• What is needed
Write out exactly the lines of the material below, beginning at the top and ending at the line that contains "an ephemeral port)".

• Dataset extract
══════

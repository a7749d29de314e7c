//! Configuration validation
//!
//! Checks values serde cannot reject on its own:
//! - The bind address is present
//! - Queue and buffer capacities are non-zero
//! - Agent timeouts are non-zero (port 0 is fine and binds an ephemeral port)

use std::time::Duration;

use crate::Config;
use crate::error::{ConfigError, Result};

/// Validate the entire configuration
pub fn validate_config(config: &Config) -> Result<()> {
    validate_server(config)?;
    validate_broker(config)?;
    validate_agent(config)?;
    Ok(())
}

fn validate_server(config: &Config) -> Result<()> {
    if config.server.address.trim().is_empty() {
        return Err(ConfigError::missing_field("server", "address"));
    }
    Ok(())
}

fn validate_broker(config: &Config) -> Result<()> {
    if config.broker.queue_capacity == 0 {
        return Err(ConfigError::invalid_value(
            "broker",
            "queue_capacity",
            "must be greater than 0",
        ));
    }
    Ok(())
}

fn validate_agent(config: &Config) -> Result<()> {
    let agent = &config.agent;
    if agent.buffer_capacity == 0 {
        return Err(ConfigError::invalid_value(
            "agent",
            "buffer_capacity",
            "must be greater than 0",
        ));
    }

    for (field, value) in [
        ("connect_timeout", agent.connect_timeout),
        ("write_timeout", agent.write_timeout),
    ] {
        if value.is_zero() {
            return Err(ConfigError::invalid_value("agent", field, "must be greater than 0"));
        }
    }
    Ok(())
}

══════

• Worked solution
repository a7749d29de314e7c
//! Configuration validation
//!
//! Checks values serde cannot reject on its own:
//! - The bind address is present
//! - Queue and buffer capacities are non-zero
//! - Agent timeouts are non-zero (port 0 is fine and binds an ephemeral port)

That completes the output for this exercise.